Enumeration Array m:

• Creates an array of enumeration values named m with a size of 7, containing the day enumerations (sat, sun, …, fri).

for Loop:

• Iterates through the elements of both d and m using a single index i.
• For each iteration:
– Prints the current enumeration value from m[i] followed by a hyphen (“-“).
– Prints the corresponding day name from d[i] on the same line.

Example 2:

```#include <iostream>
#include <string>
#include <cstring>
#include <algorithm>
using namespace std;
string da[7] = {"sat", "sun", "mon", "tue", "wed", "thu", "fri"};
enum Days {sat = 1, sun, mon, tue, wed, thu, fri};
class week {
Days d[7];
public:
void setday(Days w[])
{
for (size_t i = 0; i < 7; i++)
d[i] = w[i];
}
void p()
{
for (size_t i = 0; i < 7; i++)
cout << "The number of day " <<  da[i] << " = " << d[i] << endl;
}
};
int main()
{
Days d[7] = {sat, sun, mon, tue, wed, thu, fri};
week g;
g.setday(d);
g.p();
return 0;
}
```

Array da:

• Declares a global string array da of size 7, storing the full day names (“sat”, “sun”, …, “fri”).

Enumeration Days:

• Defines an enumeration named Days to represent the days of the week with integer values:
– sat = 1
– sun (implicitly 2)
– mon (implicitly 3)
– …
– fri (implicitly 7)

Class week:

• Represents a “week” concept.
– Member variable:
* d is an array of Days enumeration type, holding the numerical day values for a week (e.g., sat, sun, …).
– Member methods:
* setday(Days w[]): Takes an array of Days enumeration values as input and assigns them to the d member array, copying the day values into the object.
* p(): Prints the day names and their corresponding numerical values from the d array.

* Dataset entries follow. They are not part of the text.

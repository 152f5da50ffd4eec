use serde::{Deserialize, Serialize};

#[derive(Debug, Clone, Serialize, Deserialize)]
pub struct ChatMessage {
    pub role: String,
    pub content: String,
}

impl ChatMessage {
    pub fn system(content: impl Into<String>) -> Self {
        Self {
            role: "system".to_string(),
            content: content.into(),
        }
    }

    pub fn user(content: impl Into<String>) -> Self {
        Self {
            role: "user".to_string(),
            content: content.into(),
        }
    }
}

#[derive(Debug, Clone)]
pub struct ChatRequest {
    pub messages: Vec<ChatMessage>,
    pub temperature: Option<f64>,
    pub max_tokens: Option<i32>,
    pub stop: Option<Vec<String>>,
}

impl ChatRequest {
    pub fn new(messages: Vec<ChatMessage>) -> Self {
        Self {
            messages,
            temperature: None,
            max_tokens: None,
            stop: None,
        }
    }

    pub fn with_temperature(mut self, temperature: f64) -> Self {
        self.temperature = Some(temperature);
        self
    }

    pub fn with_max_tokens(mut self, max_tokens: i32) -> Self {
        self.max_tokens = Some(max_tokens);
        self
    }
}
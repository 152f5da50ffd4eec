//! Quillwright — a personal writing-style RAG assistant.
//!
//! Ingests a user's `.txt` corpus, indexes it for semantic search, and
//! generates new text in the user's voice by conditioning a hosted language
//! model on retrieved passages.

pub mod assistant;
pub mod core;
pub mod corpus;
pub mod embeddings;
pub mod llm;
pub mod prompt;
pub mod store;

pub use crate::assistant::WritingAssistant;
pub use crate::core::config::{AppPaths, ConfigService};
pub use crate::core::errors::AssistantError;
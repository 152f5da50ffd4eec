//! Language model adapters. Generation goes through the `LlmProvider`
//! trait; OpenAI and Anthropic implementations ship with the crate.

mod anthropic;
mod openai;
mod provider;
mod types;

pub use anthropic::AnthropicChat;
pub use openai::OpenAiChat;
pub use provider::LlmProvider;
pub use types::{ChatMessage, ChatRequest};
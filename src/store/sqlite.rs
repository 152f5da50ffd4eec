use std::collections::BTreeMap;
use std::path::PathBuf;

use async_trait::async_trait;
use sqlx::sqlite::{SqliteConnectOptions, SqliteJournalMode, SqlitePoolOptions, SqliteSynchronous};
use sqlx::{Row, SqlitePool};

use crate::core::config::AppPaths;
use crate::core::errors::AssistantError;

use super::{ChunkSearchResult, CorpusStats, StoredChunk, VectorStore};

/// SQLite-backed corpus index.
///
/// Chunk text and metadata live in one table, with embeddings serialized as
/// little-endian f32 blobs and scored by brute-force cosine similarity.
/// Plenty for a personal corpus; no external vector server required.
pub struct SqliteVectorStore {
    pool: SqlitePool,
}

impl SqliteVectorStore {
    /// Open the store at the default index location.
    pub async fn new(paths: &AppPaths) -> Result<Self, AssistantError> {
        Self::with_path(paths.index_path.clone()).await
    }

    /// Open with a custom path (used by tests).
    pub async fn with_path(db_path: PathBuf) -> Result<Self, AssistantError> {
        let options = SqliteConnectOptions::new()
            .filename(&db_path)
            .create_if_missing(true)
            .journal_mode(SqliteJournalMode::Wal)
            .synchronous(SqliteSynchronous::Normal);

        let pool = SqlitePoolOptions::new()
            .min_connections(1)
            .max_connections(4)
            .connect_with(options)
            .await
            .map_err(AssistantError::internal)?;

        let store = Self { pool };
        store.init_schema().await?;
        Ok(store)
    }

    async fn init_schema(&self) -> Result<(), AssistantError> {
        sqlx::query(
            "CREATE TABLE IF NOT EXISTS corpus_chunks (
                chunk_id TEXT PRIMARY KEY,
                content TEXT NOT NULL,
                title TEXT NOT NULL DEFAULT '',
                content_type TEXT NOT NULL DEFAULT 'general',
                tags TEXT NOT NULL DEFAULT '[]',
                source_file TEXT NOT NULL DEFAULT '',
                chunk_index INTEGER NOT NULL DEFAULT 0,
                word_count INTEGER NOT NULL DEFAULT 0,
                embedding BLOB,
                created_at TEXT NOT NULL DEFAULT (STRFTIME('%Y-%m-%dT%H:%M:%fZ', 'now'))
            )",
        )
        .execute(&self.pool)
        .await
        .map_err(AssistantError::internal)?;

        sqlx::query(
            "CREATE INDEX IF NOT EXISTS idx_corpus_source ON corpus_chunks(source_file)",
        )
        .execute(&self.pool)
        .await
        .map_err(AssistantError::internal)?;

        sqlx::query(
            "CREATE INDEX IF NOT EXISTS idx_corpus_type ON corpus_chunks(content_type)",
        )
        .execute(&self.pool)
        .await
        .map_err(AssistantError::internal)?;

        Ok(())
    }

    /// Serialize embedding to bytes (little-endian f32).
    fn serialize_embedding(embedding: &[f32]) -> Vec<u8> {
        embedding.iter().flat_map(|f| f.to_le_bytes()).collect()
    }

    /// Deserialize embedding from bytes.
    fn deserialize_embedding(bytes: &[u8]) -> Vec<f32> {
        bytes
            .chunks_exact(4)
            .map(|chunk| f32::from_le_bytes([chunk[0], chunk[1], chunk[2], chunk[3]]))
            .collect()
    }

    fn cosine_similarity(a: &[f32], b: &[f32]) -> f32 {
        if a.len() != b.len() || a.is_empty() {
            return 0.0;
        }

        let dot: f32 = a.iter().zip(b.iter()).map(|(x, y)| x * y).sum();
        let norm_a: f32 = a.iter().map(|x| x * x).sum::<f32>().sqrt();
        let norm_b: f32 = b.iter().map(|x| x * x).sum::<f32>().sqrt();
        let denom = norm_a * norm_b;

        if denom <= f32::EPSILON {
            0.0
        } else {
            dot / denom
        }
    }

    fn row_to_chunk(row: &sqlx::sqlite::SqliteRow) -> StoredChunk {
        let tags_str: String = row.get("tags");
        let tags: Vec<String> = serde_json::from_str(&tags_str).unwrap_or_default();
        let chunk_index: i64 = row.get("chunk_index");
        let word_count: i64 = row.get("word_count");

        StoredChunk {
            chunk_id: row.get("chunk_id"),
            content: row.get("content"),
            title: row.get("title"),
            content_type: row.get("content_type"),
            tags,
            source_file: row.get("source_file"),
            chunk_index: chunk_index as usize,
            word_count: word_count as usize,
        }
    }
}

#[async_trait]
impl VectorStore for SqliteVectorStore {
    async fn insert_batch(
        &self,
        items: Vec<(StoredChunk, Vec<f32>)>,
    ) -> Result<(), AssistantError> {
        if items.is_empty() {
            return Ok(());
        }

        let mut tx = self.pool.begin().await.map_err(AssistantError::internal)?;

        for (chunk, embedding) in &items {
            let blob = Self::serialize_embedding(embedding);
            let tags_str =
                serde_json::to_string(&chunk.tags).map_err(AssistantError::internal)?;

            sqlx::query(
                "INSERT OR REPLACE INTO corpus_chunks
                 (chunk_id, content, title, content_type, tags, source_file, chunk_index, word_count, embedding)
                 VALUES (?1, ?2, ?3, ?4, ?5, ?6, ?7, ?8, ?9)",
            )
            .bind(&chunk.chunk_id)
            .bind(&chunk.content)
            .bind(&chunk.title)
            .bind(&chunk.content_type)
            .bind(&tags_str)
            .bind(&chunk.source_file)
            .bind(chunk.chunk_index as i64)
            .bind(chunk.word_count as i64)
            .bind(&blob)
            .execute(&mut *tx)
            .await
            .map_err(AssistantError::internal)?;
        }

        tx.commit().await.map_err(AssistantError::internal)?;
        tracing::debug!("Indexed {} chunks", items.len());
        Ok(())
    }

    async fn search(
        &self,
        query_embedding: &[f32],
        limit: usize,
        content_type: Option<&str>,
    ) -> Result<Vec<ChunkSearchResult>, AssistantError> {
        let rows = if let Some(kind) = content_type {
            sqlx::query(
                "SELECT chunk_id, content, title, content_type, tags, source_file, chunk_index, word_count, embedding
                 FROM corpus_chunks WHERE content_type = ?1",
            )
            .bind(kind)
            .fetch_all(&self.pool)
            .await
            .map_err(AssistantError::internal)?
        } else {
            sqlx::query(
                "SELECT chunk_id, content, title, content_type, tags, source_file, chunk_index, word_count, embedding
                 FROM corpus_chunks",
            )
            .fetch_all(&self.pool)
            .await
            .map_err(AssistantError::internal)?
        };

        let mut scored: Vec<ChunkSearchResult> = rows
            .iter()
            .filter_map(|row| {
                let embedding_bytes: Vec<u8> = row.get("embedding");
                if embedding_bytes.is_empty() {
                    return None;
                }
                let stored = Self::deserialize_embedding(&embedding_bytes);
                let score = Self::cosine_similarity(query_embedding, &stored);

                Some(ChunkSearchResult {
                    chunk: Self::row_to_chunk(row),
                    score,
                })
            })
            .collect();

        scored.sort_by(|a, b| {
            b.score
                .partial_cmp(&a.score)
                .unwrap_or(std::cmp::Ordering::Equal)
        });
        scored.truncate(limit);

        Ok(scored)
    }

    async fn delete_source(&self, source_file: &str) -> Result<usize, AssistantError> {
        let result = sqlx::query("DELETE FROM corpus_chunks WHERE source_file = ?1")
            .bind(source_file)
            .execute(&self.pool)
            .await
            .map_err(AssistantError::internal)?;

        Ok(result.rows_affected() as usize)
    }

    async fn count(&self) -> Result<usize, AssistantError> {
        let count: i64 = sqlx::query_scalar("SELECT COUNT(*) FROM corpus_chunks")
            .fetch_one(&self.pool)
            .await
            .map_err(AssistantError::internal)?;

        Ok(count as usize)
    }

    async fn stats(&self) -> Result<CorpusStats, AssistantError> {
        let total_chunks = self.count().await?;

        let source_files: i64 =
            sqlx::query_scalar("SELECT COUNT(DISTINCT source_file) FROM corpus_chunks")
                .fetch_one(&self.pool)
                .await
                .map_err(AssistantError::internal)?;

        let rows = sqlx::query(
            "SELECT content_type, COUNT(*) as n FROM corpus_chunks GROUP BY content_type",
        )
        .fetch_all(&self.pool)
        .await
        .map_err(AssistantError::internal)?;

        let mut chunks_by_type = BTreeMap::new();
        for row in rows {
            let kind: String = row.get("content_type");
            let n: i64 = row.get("n");
            chunks_by_type.insert(kind, n as usize);
        }

        Ok(CorpusStats {
            total_chunks,
            source_files: source_files as usize,
            chunks_by_type,
        })
    }

    async fn export(&self) -> Result<Vec<StoredChunk>, AssistantError> {
        let rows = sqlx::query(
            "SELECT chunk_id, content, title, content_type, tags, source_file, chunk_index, word_count
             FROM corpus_chunks ORDER BY source_file, chunk_index",
        )
        .fetch_all(&self.pool)
        .await
        .map_err(AssistantError::internal)?;

        Ok(rows.iter().map(Self::row_to_chunk).collect())
    }

    async fn clear(&self) -> Result<(), AssistantError> {
        sqlx::query("DELETE FROM corpus_chunks")
            .execute(&self.pool)
            .await
            .map_err(AssistantError::internal)?;

        tracing::info!("Cleared corpus index");
        Ok(())
    }
}

#[cfg(test)]
mod tests {
    use super::*;

    async fn test_store() -> SqliteVectorStore {
        let tmp = std::env::temp_dir().join(format!(
            "quillwright-index-test-{}.db",
            uuid::Uuid::new_v4()
        ));
        SqliteVectorStore::with_path(tmp).await.unwrap()
    }

    fn chunk(id: &str, content_type: &str, source: &str) -> StoredChunk {
        StoredChunk {
            chunk_id: id.to_string(),
            content: format!("content of {}", id),
            title: "Test".to_string(),
            content_type: content_type.to_string(),
            tags: vec!["tag".to_string()],
            source_file: source.to_string(),
            chunk_index: 0,
            word_count: 3,
        }
    }

    #[tokio::test]
    async fn insert_and_search() {
        let store = test_store().await;

        store
            .insert_batch(vec![
                (chunk("c1", "essay", "a.txt"), vec![1.0, 0.0, 0.0]),
                (chunk("c2", "essay", "a.txt"), vec![0.0, 1.0, 0.0]),
            ])
            .await
            .unwrap();

        let results = store.search(&[1.0, 0.0, 0.0], 10, None).await.unwrap();
        assert_eq!(results.len(), 2);
        assert_eq!(results[0].chunk.chunk_id, "c1");
        assert!(results[0].score > 0.99);
        assert!(results[1].score < 0.01);
    }

    #[tokio::test]
    async fn content_type_filter() {
        let store = test_store().await;

        store
            .insert_batch(vec![
                (chunk("c1", "essay", "a.txt"), vec![1.0, 0.0]),
                (chunk("c2", "podcast", "b.txt"), vec![1.0, 0.0]),
            ])
            .await
            .unwrap();

        let results = store
            .search(&[1.0, 0.0], 10, Some("podcast"))
            .await
            .unwrap();
        assert_eq!(results.len(), 1);
        assert_eq!(results[0].chunk.chunk_id, "c2");
    }

    #[tokio::test]
    async fn delete_source_removes_its_chunks() {
        let store = test_store().await;

        store
            .insert_batch(vec![
                (chunk("c1", "essay", "a.txt"), vec![1.0]),
                (chunk("c2", "essay", "a.txt"), vec![1.0]),
                (chunk("c3", "essay", "b.txt"), vec![1.0]),
            ])
            .await
            .unwrap();

        let deleted = store.delete_source("a.txt").await.unwrap();
        assert_eq!(deleted, 2);
        assert_eq!(store.count().await.unwrap(), 1);
    }

    #[tokio::test]
    async fn stats_group_by_content_type() {
        let store = test_store().await;

        store
            .insert_batch(vec![
                (chunk("c1", "essay", "a.txt"), vec![1.0]),
                (chunk("c2", "essay", "b.txt"), vec![1.0]),
                (chunk("c3", "reflection", "c.txt"), vec![1.0]),
            ])
            .await
            .unwrap();

        let stats = store.stats().await.unwrap();
        assert_eq!(stats.total_chunks, 3);
        assert_eq!(stats.source_files, 3);
        assert_eq!(stats.chunks_by_type.get("essay"), Some(&2));
        assert_eq!(stats.chunks_by_type.get("reflection"), Some(&1));
    }

    #[tokio::test]
    async fn export_preserves_metadata_and_order() {
        let store = test_store().await;

        let mut second = chunk("c2", "essay", "a.txt");
        second.chunk_index = 1;
        store
            .insert_batch(vec![
                (second, vec![1.0]),
                (chunk("c1", "essay", "a.txt"), vec![1.0]),
            ])
            .await
            .unwrap();

        let exported = store.export().await.unwrap();
        assert_eq!(exported.len(), 2);
        assert_eq!(exported[0].chunk_id, "c1");
        assert_eq!(exported[1].chunk_id, "c2");
        assert_eq!(exported[0].tags, vec!["tag"]);
    }

    #[tokio::test]
    async fn clear_empties_index() {
        let store = test_store().await;

        store
            .insert_batch(vec![(chunk("c1", "essay", "a.txt"), vec![1.0])])
            .await
            .unwrap();

        store.clear().await.unwrap();
        assert_eq!(store.count().await.unwrap(), 0);
    }
}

It iterates through the array, accessing both the current da string and the d value at the same index to print the pair.

main Function:

• Creates an array d of Days type and initializes it with sat, sun, …, fri.
• Instantiates a week object named g.
• Calls the setday method of g to pass the d array (containing the day values) to the object.
• Calls the p method of g, which prints the day information in the format “The number of day <day name> = <day value>”.

The code demonstrates the use of enumerations and classes to represent and manage day-of-the-week information in C++.